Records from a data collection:

>>>>

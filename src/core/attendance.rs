use crate::core::restore::RestoreLogic;
use crate::core::sweep::SweepLogic;
use crate::db::catalog::require_employee;
use crate::db::log::audit_quiet;
use crate::db::pool::DbPool;
use crate::db::signin::{
    attendance_for_date, close_attendance, load_attendance, mark_signed_out, open_attendance,
    upsert_sign_in,
};
use crate::errors::{AppError, AppResult};
use crate::models::outcome::{RestorationOutcome, SweepReport};
use crate::models::signin::{Attendance, AttendanceStatus, SignInStatus};
use crate::ui::messages::warning;
use crate::utils::clock::Clock;
use crate::utils::date::format_date;
use crate::utils::time::{late_minutes, parse_time};
use chrono::NaiveTime;

#[derive(Debug, Clone, Default)]
pub struct SignInOptions {
    /// Explicit expected sign-in time; wins over the employee's shift start.
    pub scheduled: Option<NaiveTime>,
    /// Used when neither `scheduled` nor a shift start is known.
    pub fallback_scheduled: Option<NaiveTime>,
    /// Trigger the redistribution hook after the write.
    pub run_hook: bool,
}

#[derive(Debug, Clone)]
pub struct SignInReport {
    pub employee_id: String,
    pub scheduled: NaiveTime,
    pub late_by_minutes: i64,
    pub status: AttendanceStatus,
    pub restoration: RestorationOutcome,
    /// `None` when the hook was disabled or failed.
    pub hook: Option<SweepReport>,
}

#[derive(Debug, Clone)]
pub struct SignOutReport {
    pub employee_id: String,
    pub hook: Option<SweepReport>,
}

pub struct AttendanceLogic;

impl AttendanceLogic {
    /// Record a sign-in, give the employee their workload back, then run the
    /// redistribution hook.
    pub fn sign_in(
        pool: &mut DbPool,
        clock: &dyn Clock,
        employee_id: &str,
        opts: &SignInOptions,
    ) -> AppResult<SignInReport> {
        let emp = require_employee(&pool.conn, employee_id)?;
        let now = clock.now();
        let today = now.date();

        let shift_start = emp.shift_start.as_deref().and_then(parse_time);
        let scheduled = opts
            .scheduled
            .or(shift_start)
            .or(opts.fallback_scheduled)
            .ok_or_else(|| AppError::MissingShiftStart(employee_id.to_string()))?;

        // Lateness is decided by the first sign-in of the day.
        let late_by_minutes = match load_attendance(&pool.conn, employee_id, &today)? {
            Some(existing) => existing.late_by_minutes,
            None => late_minutes(now, scheduled),
        };
        let status = AttendanceStatus::from_late_minutes(late_by_minutes);

        pool.with_immediate_tx(|tx| {
            open_attendance(tx, employee_id, &now, &scheduled, late_by_minutes)?;
            upsert_sign_in(
                tx,
                &SignInStatus {
                    employee_id: employee_id.to_string(),
                    date: today,
                    is_signed_in: true,
                    sign_in_time: Some(now),
                    sign_out_time: None,
                    expected_sign_in: scheduled,
                    is_late: late_by_minutes > 0,
                    late_by_minutes,
                },
                &now,
            )
        })?;

        audit_quiet(
            &pool.conn,
            &clock.now(),
            "signin",
            employee_id,
            &format!(
                "Signed in at {} ({}, {} min late)",
                now.format("%H:%M"),
                status.to_db_str(),
                late_by_minutes
            ),
        );

        let restoration = RestoreLogic::apply(pool, clock, employee_id)?;

        let hook = if opts.run_hook {
            Self::redistribution_hook(pool, clock, employee_id)
        } else {
            None
        };

        Ok(SignInReport {
            employee_id: employee_id.to_string(),
            scheduled,
            late_by_minutes,
            status,
            restoration,
            hook,
        })
    }

    pub fn sign_out(
        pool: &mut DbPool,
        clock: &dyn Clock,
        employee_id: &str,
        run_hook: bool,
    ) -> AppResult<SignOutReport> {
        require_employee(&pool.conn, employee_id)?;
        let now = clock.now();

        pool.with_immediate_tx(|tx| {
            if mark_signed_out(tx, employee_id, &now.date(), &now)? == 0 {
                return Err(AppError::NotSignedIn(
                    employee_id.to_string(),
                    format_date(&now.date()),
                ));
            }
            close_attendance(tx, employee_id, &now)?;
            Ok(())
        })?;

        audit_quiet(
            &pool.conn,
            &clock.now(),
            "signout",
            employee_id,
            &format!("Signed out at {}", now.format("%H:%M")),
        );

        let hook = if run_hook {
            Self::redistribution_hook(pool, clock, employee_id)
        } else {
            None
        };

        Ok(SignOutReport {
            employee_id: employee_id.to_string(),
            hook,
        })
    }

    pub fn today(pool: &DbPool, clock: &dyn Clock) -> AppResult<Vec<Attendance>> {
        attendance_for_date(&pool.conn, &clock.today())
    }

    /// Best effort: the attendance write already succeeded, so a failing
    /// sweep is only reported.
    fn redistribution_hook(
        pool: &mut DbPool,
        clock: &dyn Clock,
        trigger: &str,
    ) -> Option<SweepReport> {
        match SweepLogic::run(pool, clock) {
            Ok(report) => Some(report),
            Err(e) => {
                warning(format!("Redistribution hook failed: {}", e));
                audit_quiet(&pool.conn, &clock.now(), "hook_failed", trigger, &e.to_string());
                None
            }
        }
    }
}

<<<<

PROMPT: Return each entry exactly. Leave none out.

ANSWER TO THE EXERCISE:
filename src/core/attendance.rs
use crate::core::restore::RestoreLogic;
use crate::core::sweep::SweepLogic;
use crate::db::catalog::require_employee;
use crate::db::log::audit_quiet;
use crate::db::pool::DbPool;
use crate::db::signin::{
    attendance_for_date, close_attendance, load_attendance, mark_signed_out, open_attendance,
    upsert_sign_in,
};
use crate::errors::{AppError, AppResult};
use crate::models::outcome::{RestorationOutcome, SweepReport};
use crate::models::signin::{Attendance, AttendanceStatus, SignInStatus};
use crate::ui::messages::warning;
use crate::utils::clock::Clock;
use crate::utils::date::format_date;
use crate::utils::time::{late_minutes, parse_time};
use chrono::NaiveTime;

#[derive(Debug, Clone, Default)]
pub struct SignInOptions {
    /// Explicit expected sign-in time; wins over the employee's shift start.
    pub scheduled: Option<NaiveTime>,
    /// Used when neither `scheduled` nor a shift start is known.
    pub fallback_scheduled: Option<NaiveTime>,
    /// Trigger the redistribution hook after the write.
    pub run_hook: bool,
}

#[derive(Debug, Clone)]
pub struct SignInReport {
    pub employee_id: String,
    pub scheduled: NaiveTime,
    pub late_by_minutes: i64,
    pub status: AttendanceStatus,
    pub restoration: RestorationOutcome,
    /// `None` when the hook was disabled or failed.
    pub hook: Option<SweepReport>,
}

#[derive(Debug, Clone)]
pub struct SignOutReport {
    pub employee_id: String,
    pub hook: Option<SweepReport>,
}

pub struct AttendanceLogic;

impl AttendanceLogic {
    /// Record a sign-in, give the employee their workload back, then run the
    /// redistribution hook.
    pub fn sign_in(
        pool: &mut DbPool,
        clock: &dyn Clock,
        employee_id: &str,
        opts: &SignInOptions,
    ) -> AppResult<SignInReport> {
        let emp = require_employee(&pool.conn, employee_id)?;
        let now = clock.now();
        let today = now.date();

        let shift_start = emp.shift_start.as_deref().and_then(parse_time);
        let scheduled = opts
            .scheduled
            .or(shift_start)
            .or(opts.fallback_scheduled)
            .ok_or_else(|| AppError::MissingShiftStart(employee_id.to_string()))?;

        // Lateness is decided by the first sign-in of the day.
        let late_by_minutes = match load_attendance(&pool.conn, employee_id, &today)? {
            Some(existing) => existing.late_by_minutes,
            None => late_minutes(now, scheduled),
        };
        let status = AttendanceStatus::from_late_minutes(late_by_minutes);

        pool.with_immediate_tx(|tx| {
            open_attendance(tx, employee_id, &now, &scheduled, late_by_minutes)?;
            upsert_sign_in(
                tx,
                &SignInStatus {
                    employee_id: employee_id.to_string(),
                    date: today,
                    is_signed_in: true,
                    sign_in_time: Some(now),
                    sign_out_time: None,
                    expected_sign_in: scheduled,
                    is_late: late_by_minutes > 0,
                    late_by_minutes,
                },
                &now,
            )
        })?;

        audit_quiet(
            &pool.conn,
            &clock.now(),
            "signin",
            employee_id,
            &format!(
                "Signed in at {} ({}, {} min late)",
                now.format("%H:%M"),
                status.to_db_str(),
                late_by_minutes
            ),
        );

        let restoration = RestoreLogic::apply(pool, clock, employee_id)?;

        let hook = if opts.run_hook {
            Self::redistribution_hook(pool, clock, employee_id)
        } else {
            None
        };

        Ok(SignInReport {
            employee_id: employee_id.to_string(),
            scheduled,
            late_by_minutes,
            status,
            restoration,
            hook,
        })
    }

    pub fn sign_out(
        pool: &mut DbPool,
        clock: &dyn Clock,
        employee_id: &str,
        run_hook: bool,
    ) -> AppResult<SignOutReport> {
        require_employee(&pool.conn, employee_id)?;
        let now = clock.now();

        pool.with_immediate_tx(|tx| {
            if mark_signed_out(tx, employee_id, &now.date(), &now)? == 0 {
                return Err(AppError::NotSignedIn(
                    employee_id.to_string(),
                    format_date(&now.date()),
                ));
            }
            close_attendance(tx, employee_id, &now)?;
            Ok(())
        })?;

        audit_quiet(
            &pool.conn,
            &clock.now(),
            "signout",
            employee_id,
            &format!("Signed out at {}", now.format("%H:%M")),
        );

        let hook = if run_hook {
            Self::redistribution_hook(pool, clock, employee_id)
        } else {
            None
        };

        Ok(SignOutReport {
            employee_id: employee_id.to_string(),
            hook,
        })
    }

    pub fn today(pool: &DbPool, clock: &dyn Clock) -> AppResult<Vec<Attendance>> {
        attendance_for_date(&pool.conn, &clock.today())
    }

    /// Best effort: the attendance write already succeeded, so a failing
    /// sweep is only reported.
    fn redistribution_hook(
        pool: &mut DbPool,
        clock: &dyn Clock,
        trigger: &str,
    ) -> Option<SweepReport> {
        match SweepLogic::run(pool, clock) {
            Ok(report) => Some(report),
            Err(e) => {
                warning(format!("Redistribution hook failed: {}", e));
                audit_quiet(&pool.conn, &clock.now(), "hook_failed", trigger, &e.to_string());
                None
            }
        }
    }
}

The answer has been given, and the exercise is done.